(Records excerpted from a collection)
* * * * * * *
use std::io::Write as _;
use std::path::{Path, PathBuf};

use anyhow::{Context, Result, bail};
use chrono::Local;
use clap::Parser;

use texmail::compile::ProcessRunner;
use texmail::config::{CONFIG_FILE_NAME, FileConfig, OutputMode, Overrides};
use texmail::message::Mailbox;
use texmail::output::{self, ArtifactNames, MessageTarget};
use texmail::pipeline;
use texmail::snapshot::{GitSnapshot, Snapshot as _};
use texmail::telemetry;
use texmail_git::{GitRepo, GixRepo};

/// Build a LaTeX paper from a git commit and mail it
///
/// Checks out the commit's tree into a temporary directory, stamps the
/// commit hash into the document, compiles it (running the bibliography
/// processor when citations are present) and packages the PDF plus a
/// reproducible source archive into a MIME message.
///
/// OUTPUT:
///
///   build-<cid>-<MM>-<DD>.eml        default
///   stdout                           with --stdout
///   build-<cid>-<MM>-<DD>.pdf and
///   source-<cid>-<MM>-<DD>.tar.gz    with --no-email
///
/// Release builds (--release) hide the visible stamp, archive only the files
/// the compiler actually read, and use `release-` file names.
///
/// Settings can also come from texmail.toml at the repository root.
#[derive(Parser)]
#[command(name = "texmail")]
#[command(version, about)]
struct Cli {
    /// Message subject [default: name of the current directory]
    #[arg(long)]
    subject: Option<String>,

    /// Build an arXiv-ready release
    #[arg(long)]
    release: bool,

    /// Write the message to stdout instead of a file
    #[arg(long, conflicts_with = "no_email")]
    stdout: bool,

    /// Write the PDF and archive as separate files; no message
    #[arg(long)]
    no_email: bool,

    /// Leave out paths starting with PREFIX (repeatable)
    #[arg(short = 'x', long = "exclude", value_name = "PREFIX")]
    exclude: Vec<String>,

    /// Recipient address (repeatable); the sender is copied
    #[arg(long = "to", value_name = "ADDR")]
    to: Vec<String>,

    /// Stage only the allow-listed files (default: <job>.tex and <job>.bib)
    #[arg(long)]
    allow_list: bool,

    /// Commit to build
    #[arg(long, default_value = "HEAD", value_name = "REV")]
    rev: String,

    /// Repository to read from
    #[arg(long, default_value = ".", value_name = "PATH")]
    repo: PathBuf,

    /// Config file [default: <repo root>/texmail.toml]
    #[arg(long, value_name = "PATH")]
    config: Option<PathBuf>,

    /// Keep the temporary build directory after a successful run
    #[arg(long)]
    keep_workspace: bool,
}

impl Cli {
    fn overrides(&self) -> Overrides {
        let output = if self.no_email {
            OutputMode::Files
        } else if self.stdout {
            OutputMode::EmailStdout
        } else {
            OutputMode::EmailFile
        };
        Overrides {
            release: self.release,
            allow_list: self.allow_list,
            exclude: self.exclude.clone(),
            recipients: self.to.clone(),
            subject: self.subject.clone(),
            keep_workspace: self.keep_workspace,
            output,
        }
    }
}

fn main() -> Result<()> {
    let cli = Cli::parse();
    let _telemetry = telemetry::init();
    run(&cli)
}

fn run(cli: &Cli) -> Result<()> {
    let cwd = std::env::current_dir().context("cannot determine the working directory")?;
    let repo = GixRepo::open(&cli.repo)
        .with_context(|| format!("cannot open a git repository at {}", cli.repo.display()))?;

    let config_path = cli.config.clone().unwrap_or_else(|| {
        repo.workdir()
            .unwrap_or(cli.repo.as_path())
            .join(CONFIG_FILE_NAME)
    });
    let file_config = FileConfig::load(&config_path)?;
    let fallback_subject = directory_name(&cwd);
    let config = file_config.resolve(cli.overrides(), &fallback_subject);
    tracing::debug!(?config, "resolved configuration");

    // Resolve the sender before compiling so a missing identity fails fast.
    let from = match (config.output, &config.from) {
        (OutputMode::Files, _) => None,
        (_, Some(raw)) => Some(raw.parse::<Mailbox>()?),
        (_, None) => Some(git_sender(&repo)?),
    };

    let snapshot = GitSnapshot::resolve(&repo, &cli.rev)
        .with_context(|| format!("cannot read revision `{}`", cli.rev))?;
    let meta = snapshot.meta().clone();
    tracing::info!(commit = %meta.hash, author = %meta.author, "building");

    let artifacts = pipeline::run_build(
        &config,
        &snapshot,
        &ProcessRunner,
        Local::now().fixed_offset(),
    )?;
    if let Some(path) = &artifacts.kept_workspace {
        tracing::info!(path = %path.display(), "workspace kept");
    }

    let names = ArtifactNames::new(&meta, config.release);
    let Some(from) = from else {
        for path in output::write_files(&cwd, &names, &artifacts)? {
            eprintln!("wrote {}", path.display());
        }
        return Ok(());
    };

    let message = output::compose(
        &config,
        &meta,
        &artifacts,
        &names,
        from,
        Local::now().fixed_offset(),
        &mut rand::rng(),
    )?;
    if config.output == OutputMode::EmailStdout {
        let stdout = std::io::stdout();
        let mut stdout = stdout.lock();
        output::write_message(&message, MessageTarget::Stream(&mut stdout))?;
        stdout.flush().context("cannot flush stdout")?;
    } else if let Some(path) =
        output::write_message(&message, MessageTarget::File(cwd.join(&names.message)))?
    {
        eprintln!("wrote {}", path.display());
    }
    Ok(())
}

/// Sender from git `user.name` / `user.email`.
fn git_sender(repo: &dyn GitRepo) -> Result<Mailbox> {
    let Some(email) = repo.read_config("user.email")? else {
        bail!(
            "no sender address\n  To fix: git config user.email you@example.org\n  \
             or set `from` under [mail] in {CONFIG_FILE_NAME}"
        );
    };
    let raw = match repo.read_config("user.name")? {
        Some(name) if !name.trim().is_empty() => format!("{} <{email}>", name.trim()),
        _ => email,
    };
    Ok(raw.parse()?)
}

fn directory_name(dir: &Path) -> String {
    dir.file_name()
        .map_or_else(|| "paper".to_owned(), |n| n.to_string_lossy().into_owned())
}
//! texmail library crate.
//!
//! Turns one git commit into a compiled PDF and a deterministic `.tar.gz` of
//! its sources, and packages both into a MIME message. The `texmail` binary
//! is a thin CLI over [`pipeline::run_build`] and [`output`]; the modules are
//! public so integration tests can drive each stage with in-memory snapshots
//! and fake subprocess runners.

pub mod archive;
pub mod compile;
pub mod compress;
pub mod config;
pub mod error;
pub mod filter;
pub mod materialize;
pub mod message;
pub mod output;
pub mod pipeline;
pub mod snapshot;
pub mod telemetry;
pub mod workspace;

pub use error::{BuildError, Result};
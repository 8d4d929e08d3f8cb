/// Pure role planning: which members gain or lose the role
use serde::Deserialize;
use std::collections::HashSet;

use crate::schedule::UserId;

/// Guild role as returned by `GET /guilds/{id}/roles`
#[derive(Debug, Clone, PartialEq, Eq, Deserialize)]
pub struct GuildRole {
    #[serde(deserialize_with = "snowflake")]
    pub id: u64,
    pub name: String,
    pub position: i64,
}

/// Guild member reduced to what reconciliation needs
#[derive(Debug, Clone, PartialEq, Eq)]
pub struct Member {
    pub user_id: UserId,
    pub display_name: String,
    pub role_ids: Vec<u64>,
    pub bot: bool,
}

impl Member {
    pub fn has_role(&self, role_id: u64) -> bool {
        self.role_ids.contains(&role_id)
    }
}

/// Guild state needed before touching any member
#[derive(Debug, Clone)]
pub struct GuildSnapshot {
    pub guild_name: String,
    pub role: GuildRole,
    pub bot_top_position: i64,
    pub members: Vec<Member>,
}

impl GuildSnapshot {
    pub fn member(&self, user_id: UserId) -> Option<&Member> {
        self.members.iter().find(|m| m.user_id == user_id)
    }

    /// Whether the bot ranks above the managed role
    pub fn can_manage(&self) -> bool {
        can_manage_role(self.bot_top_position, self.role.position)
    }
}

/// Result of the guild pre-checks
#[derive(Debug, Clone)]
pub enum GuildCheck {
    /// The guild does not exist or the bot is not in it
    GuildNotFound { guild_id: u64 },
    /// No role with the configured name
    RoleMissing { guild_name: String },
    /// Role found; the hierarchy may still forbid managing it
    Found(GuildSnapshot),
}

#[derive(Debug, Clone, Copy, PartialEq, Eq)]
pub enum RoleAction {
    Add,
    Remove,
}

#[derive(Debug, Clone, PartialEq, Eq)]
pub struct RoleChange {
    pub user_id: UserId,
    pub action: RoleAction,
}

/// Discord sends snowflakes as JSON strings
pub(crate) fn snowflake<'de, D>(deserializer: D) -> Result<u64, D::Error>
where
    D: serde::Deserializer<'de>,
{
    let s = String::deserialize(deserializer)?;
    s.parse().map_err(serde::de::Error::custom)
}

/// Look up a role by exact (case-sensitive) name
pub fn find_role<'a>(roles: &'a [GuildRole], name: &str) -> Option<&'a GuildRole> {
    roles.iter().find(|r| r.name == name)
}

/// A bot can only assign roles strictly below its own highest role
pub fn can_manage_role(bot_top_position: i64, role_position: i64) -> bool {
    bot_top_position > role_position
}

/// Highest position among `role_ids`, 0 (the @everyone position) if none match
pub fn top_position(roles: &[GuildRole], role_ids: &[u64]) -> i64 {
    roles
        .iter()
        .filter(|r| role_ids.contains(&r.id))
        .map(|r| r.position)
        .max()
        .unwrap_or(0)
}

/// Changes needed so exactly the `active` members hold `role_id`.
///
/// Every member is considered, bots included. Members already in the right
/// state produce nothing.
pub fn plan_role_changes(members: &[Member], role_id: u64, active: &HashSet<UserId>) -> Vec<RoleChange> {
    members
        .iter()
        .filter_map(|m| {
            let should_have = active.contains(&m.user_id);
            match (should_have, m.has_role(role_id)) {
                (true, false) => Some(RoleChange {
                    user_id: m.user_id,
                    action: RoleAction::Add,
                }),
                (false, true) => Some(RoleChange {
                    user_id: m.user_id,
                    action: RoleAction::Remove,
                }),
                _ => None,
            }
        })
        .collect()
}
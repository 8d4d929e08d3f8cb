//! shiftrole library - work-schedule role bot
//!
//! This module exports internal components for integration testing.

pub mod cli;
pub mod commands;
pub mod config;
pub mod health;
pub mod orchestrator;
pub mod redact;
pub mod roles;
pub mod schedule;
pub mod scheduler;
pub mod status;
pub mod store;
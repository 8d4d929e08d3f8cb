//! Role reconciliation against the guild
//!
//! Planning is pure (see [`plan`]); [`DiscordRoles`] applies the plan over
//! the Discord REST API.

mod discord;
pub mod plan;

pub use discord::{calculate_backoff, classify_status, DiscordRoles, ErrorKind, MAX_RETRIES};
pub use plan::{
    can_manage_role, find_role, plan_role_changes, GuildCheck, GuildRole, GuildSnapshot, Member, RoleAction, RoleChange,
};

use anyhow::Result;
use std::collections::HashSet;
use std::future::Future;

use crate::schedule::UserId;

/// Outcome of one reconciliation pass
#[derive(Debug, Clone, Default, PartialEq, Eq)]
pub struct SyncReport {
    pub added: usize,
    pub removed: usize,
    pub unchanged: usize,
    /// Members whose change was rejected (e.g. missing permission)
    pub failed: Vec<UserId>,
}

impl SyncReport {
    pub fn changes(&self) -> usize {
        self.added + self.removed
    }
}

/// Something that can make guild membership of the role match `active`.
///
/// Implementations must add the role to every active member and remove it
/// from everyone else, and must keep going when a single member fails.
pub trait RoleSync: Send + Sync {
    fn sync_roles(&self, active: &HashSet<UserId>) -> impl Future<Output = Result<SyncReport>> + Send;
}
* * * * * * *
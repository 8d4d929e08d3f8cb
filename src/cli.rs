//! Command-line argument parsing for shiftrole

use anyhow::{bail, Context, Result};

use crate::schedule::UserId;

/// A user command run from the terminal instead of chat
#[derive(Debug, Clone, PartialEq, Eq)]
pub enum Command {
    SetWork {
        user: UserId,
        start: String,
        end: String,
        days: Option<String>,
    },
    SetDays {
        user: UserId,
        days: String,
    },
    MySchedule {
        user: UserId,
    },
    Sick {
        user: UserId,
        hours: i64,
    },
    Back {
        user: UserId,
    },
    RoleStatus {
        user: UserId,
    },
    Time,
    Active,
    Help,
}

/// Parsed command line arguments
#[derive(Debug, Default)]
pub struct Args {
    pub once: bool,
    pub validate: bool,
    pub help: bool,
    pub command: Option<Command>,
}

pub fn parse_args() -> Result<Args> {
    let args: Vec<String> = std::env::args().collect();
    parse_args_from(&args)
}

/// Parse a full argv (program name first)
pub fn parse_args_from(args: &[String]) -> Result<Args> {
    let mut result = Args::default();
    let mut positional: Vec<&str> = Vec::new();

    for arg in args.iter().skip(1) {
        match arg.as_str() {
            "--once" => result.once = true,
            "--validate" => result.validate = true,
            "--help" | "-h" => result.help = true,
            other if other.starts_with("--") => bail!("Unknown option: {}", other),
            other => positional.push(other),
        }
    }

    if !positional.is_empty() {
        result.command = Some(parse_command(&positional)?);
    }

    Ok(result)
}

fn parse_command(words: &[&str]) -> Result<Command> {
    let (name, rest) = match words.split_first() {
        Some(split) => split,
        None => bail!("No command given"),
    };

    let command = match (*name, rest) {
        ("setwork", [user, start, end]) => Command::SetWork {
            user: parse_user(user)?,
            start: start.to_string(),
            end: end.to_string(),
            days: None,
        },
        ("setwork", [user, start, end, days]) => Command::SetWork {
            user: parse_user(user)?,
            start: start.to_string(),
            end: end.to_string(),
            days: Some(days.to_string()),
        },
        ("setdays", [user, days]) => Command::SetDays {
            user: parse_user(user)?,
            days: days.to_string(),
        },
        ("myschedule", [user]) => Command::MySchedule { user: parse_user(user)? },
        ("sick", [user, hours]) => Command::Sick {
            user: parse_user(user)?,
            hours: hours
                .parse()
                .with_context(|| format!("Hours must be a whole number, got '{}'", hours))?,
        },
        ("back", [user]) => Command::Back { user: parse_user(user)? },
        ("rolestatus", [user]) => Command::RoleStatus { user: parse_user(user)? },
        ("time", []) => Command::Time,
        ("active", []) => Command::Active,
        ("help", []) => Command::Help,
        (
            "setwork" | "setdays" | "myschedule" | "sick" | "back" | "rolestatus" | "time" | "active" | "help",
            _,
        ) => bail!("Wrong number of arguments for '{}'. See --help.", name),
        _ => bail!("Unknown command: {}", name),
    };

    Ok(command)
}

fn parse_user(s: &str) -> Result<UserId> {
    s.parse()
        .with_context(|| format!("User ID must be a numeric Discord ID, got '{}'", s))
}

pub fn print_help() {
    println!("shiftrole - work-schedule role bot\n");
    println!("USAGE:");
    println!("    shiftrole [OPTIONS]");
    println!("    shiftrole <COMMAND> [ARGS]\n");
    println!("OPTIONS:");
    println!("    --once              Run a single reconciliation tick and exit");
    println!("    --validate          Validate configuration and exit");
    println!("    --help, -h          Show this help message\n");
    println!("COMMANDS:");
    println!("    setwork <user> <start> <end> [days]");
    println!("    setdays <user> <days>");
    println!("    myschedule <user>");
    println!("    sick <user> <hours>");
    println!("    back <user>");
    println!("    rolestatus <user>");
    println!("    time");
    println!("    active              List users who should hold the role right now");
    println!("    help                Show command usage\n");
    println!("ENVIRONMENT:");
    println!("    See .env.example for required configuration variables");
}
* * * * * * *
Each line in the entries above, starting at the line with "let file_config = FileConfig::load(&config_path)?;" and ending at the line with "let from = match", is to be printed exactly, and only those lines.

    let file_config = FileConfig::load(&config_path)?;
    let fallback_subject = directory_name(&cwd);
    let config = file_config.resolve(cli.overrides(), &fallback_subject);
    tracing::debug!(?config, "resolved configuration");

    // Resolve the sender before compiling so a missing identity fails fast.
    let from = match (config.output, &config.from) {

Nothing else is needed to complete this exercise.